= Ben Smith (musician) =

American jazz saxophonist and clarinetist

Benjamin J. Smith (born March 1, 1905, date of death unknown) was an American jazz alto saxophonist, tenor saxophonist and clarinetist. He was born in Memphis.

== Early career ==
In the early 1920s, Smith played with local Memphis jazz bands before going on the road with territory bands such as the Connor and McWilliams Boston Serenaders, William Holloway and the Merrymakers, and Eli Rice's Plantation Cotton Pickers.

In Kansas City he led his own bands and in 1930 played with George E. Lee and then in Pennsylvania led his own White Hut Orchestra and worked with Blanche Calloway and Charlie Gaines.

Around that time he recorded with the Washboard Rhythm Kings.

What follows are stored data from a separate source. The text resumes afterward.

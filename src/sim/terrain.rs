//! Procedural terrain generation
//!
//! Plans platform batches ahead of the player. Planning is pure apart from the
//! injected RNG; the world turns each [`PlatformSpawn`] into bodies.

use glam::Vec2;
use rand::Rng;

use crate::consts::*;
use crate::theme::ThemeParams;

/// One planned platform and what rides on it
#[derive(Debug, Clone, PartialEq)]
pub struct PlatformSpawn {
    pub position: Vec2,
    /// Signed oscillation speed for moving platforms
    pub speed: Option<f32>,
    pub friction: f32,
    pub decorated: bool,
    /// Stationary enemy position, if one was rolled
    pub enemy: Option<Vec2>,
    /// Static hazard position, if one was rolled
    pub static_hazard: Option<Vec2>,
}

/// Uniform x across the walkable width
pub fn random_x(rng: &mut impl Rng) -> f32 {
    rng.random_range(WALKABLE_MIN_X..WALKABLE_MAX_X)
}

/// Probability gate. `p >= 1.0` always passes, `p <= 0.0` never does.
pub fn roll(rng: &mut impl Rng, p: f32) -> bool {
    rng.random::<f32>() < p
}

/// Generation watermark and batch planner
#[derive(Debug, Clone)]
pub struct TerrainGenerator {
    frontier: f32,
    batches: u64,
}

impl Default for TerrainGenerator {
    fn default() -> Self {
        Self::new(INITIAL_FRONTIER)
    }
}

impl TerrainGenerator {
    pub fn new(frontier: f32) -> Self {
        Self {
            frontier,
            batches: 0,
        }
    }

    /// Highest platform y generated so far
    pub fn frontier(&self) -> f32 {
        self.frontier
    }

    pub fn batches(&self) -> u64 {
        self.batches
    }

    /// Whether the player is close enough to the frontier to need more terrain
    pub fn needs_batch(&self, altitude: f32) -> bool {
        altitude > self.frontier - GENERATION_MARGIN
    }

    /// Plan one batch if the player has crossed the margin; otherwise do
    /// nothing. Every platform of the batch sits at least one step above the
    /// previous frontier, and the frontier becomes the highest of them.
    pub fn advance(
        &mut self,
        altitude: f32,
        params: &ThemeParams,
        rng: &mut impl Rng,
    ) -> Vec<PlatformSpawn> {
        if !self.needs_batch(altitude) {
            return Vec::new();
        }

        let base = self.frontier;
        let batch: Vec<PlatformSpawn> = (0..PLATFORM_BATCH)
            .map(|_| Self::plan_platform(base, params, rng))
            .collect();

        self.frontier = batch
            .iter()
            .map(|p| p.position.y)
            .fold(self.frontier, f32::max);
        self.batches += 1;

        log::debug!(
            "Platform batch {}: {} platforms, frontier {:.2} -> {:.2}",
            self.batches,
            batch.len(),
            base,
            self.frontier
        );
        batch
    }

    fn plan_platform(base: f32, params: &ThemeParams, rng: &mut impl Rng) -> PlatformSpawn {
        let gen_params = &params.generation;

        let x = random_x(rng);
        let y = base + PLATFORM_STEP + rng.random_range(0.0..PLATFORM_JITTER);
        let position = Vec2::new(x, y);

        let speed = roll(rng, gen_params.moving_platform).then_some(PLATFORM_SPEED);

        let decorated = roll(rng, gen_params.decoration);
        let friction = if decorated {
            DECORATION_FRICTION
        } else {
            params.platform_friction
        };

        let static_hazard = roll(rng, gen_params.static_hazard).then(|| {
            let side = if rng.random_bool(0.5) { -1.0 } else { 1.0 };
            position + Vec2::new(side * STATIC_SPIKE_OFFSET.x, STATIC_SPIKE_OFFSET.y)
        });

        let enemy =
            roll(rng, gen_params.enemy).then(|| position + Vec2::new(0.0, ENEMY_PLATFORM_OFFSET));

        PlatformSpawn {
            position,
            speed,
            friction,
            decorated,
            enemy,
            static_hazard,
        }
    }
}

#[cfg(test)]
mod tests {
    use super::*;
    use crate::theme::Theme;
    use proptest::prelude::*;
    use rand::SeedableRng;
    use rand_pcg::Pcg32;

    #[test]
    fn test_first_batch_from_initial_frontier() {
        let mut terrain = TerrainGenerator::default();
        let mut rng = Pcg32::seed_from_u64(7);
        let params = ThemeParams::default();

        let batch = terrain.advance(0.0, &params, &mut rng);
        assert_eq!(batch.len(), 5);
        for platform in &batch {
            assert!(platform.position.y >= -2.0 && platform.position.y < 1.0);
            assert!(platform.position.x >= WALKABLE_MIN_X && platform.position.x < WALKABLE_MAX_X);
        }
        let highest = batch.iter().map(|p| p.position.y).fold(f32::MIN, f32::max);
        assert_eq!(terrain.frontier(), highest);
    }

    #[test]
    fn test_idempotent_below_margin() {
        let mut terrain = TerrainGenerator::new(20.0);
        let mut rng = Pcg32::seed_from_u64(1);
        let params = ThemeParams::default();

        assert!(terrain.advance(15.0, &params, &mut rng).is_empty());
        assert!(terrain.advance(10.0, &params, &mut rng).is_empty());
        assert_eq!(terrain.frontier(), 20.0);
        assert_eq!(terrain.batches(), 0);
    }

    #[test]
    fn test_forced_enemies_sit_on_platforms() {
        let mut terrain = TerrainGenerator::default();
        let mut rng = Pcg32::seed_from_u64(3);
        let mut params = ThemeParams::default();
        params.generation.enemy = 1.0;

        let batch = terrain.advance(0.0, &params, &mut rng);
        for platform in batch {
            let enemy = platform.enemy.expect("enemy forced on every platform");
            assert_eq!(enemy, platform.position + Vec2::new(0.0, ENEMY_PLATFORM_OFFSET));
        }
    }

    #[test]
    fn test_ice_only_features() {
        let mut rng = Pcg32::seed_from_u64(11);

        let mut factory = TerrainGenerator::default();
        let params = ThemeParams::preset(Theme::Factory);
        for i in 0..20 {
            for p in factory.advance(factory.frontier() + i as f32, &params, &mut rng) {
                assert!(!p.decorated);
                assert!(p.static_hazard.is_none());
                assert_eq!(p.friction, params.platform_friction);
            }
        }

        let mut ice = TerrainGenerator::default();
        let mut params = ThemeParams::preset(Theme::Ice);
        params.generation.decoration = 1.0;
        params.generation.static_hazard = 1.0;
        for p in ice.advance(0.0, &params, &mut rng) {
            assert!(p.decorated);
            assert_eq!(p.friction, DECORATION_FRICTION);
            let spike = p.static_hazard.unwrap();
            assert!(((spike.x - p.position.x).abs() - STATIC_SPIKE_OFFSET.x).abs() < 1e-4);
            assert_eq!(spike.y, p.position.y + STATIC_SPIKE_OFFSET.y);
        }
    }

    proptest! {
        #[test]
        fn prop_frontier_strictly_rises(seed in any::<u64>(), frontier in -50.0f32..500.0, lead in 0.0f32..100.0) {
            let mut terrain = TerrainGenerator::new(frontier);
            let mut rng = Pcg32::seed_from_u64(seed);
            let params = ThemeParams::default();
            let altitude = frontier - GENERATION_MARGIN + 0.01 + lead;

            let batch = terrain.advance(altitude, &params, &mut rng);
            prop_assert_eq!(batch.len(), PLATFORM_BATCH);
            prop_assert!(terrain.frontier() > frontier);
            for p in &batch {
                prop_assert!(p.position.y >= frontier + PLATFORM_STEP);
                prop_assert!(p.position.y <= terrain.frontier());
            }
        }
    }
}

Arriving in New York City in 1934, he worked with Benny Carter, Claude Hopkins, and Hot Lips Page and into the 1940s worked in the bands of Lucky Millinder, Andy Kirk, Snub Mosley, among others.

He co-wrote "I Dreamt I Dwelt in Harlem".

==Discography==
- 1951: "By the Candleglow" / "Slippery Smith" - Ben Smith Quartet (Savoy), with Pete Martin, Artie Long, Bob Bushnell.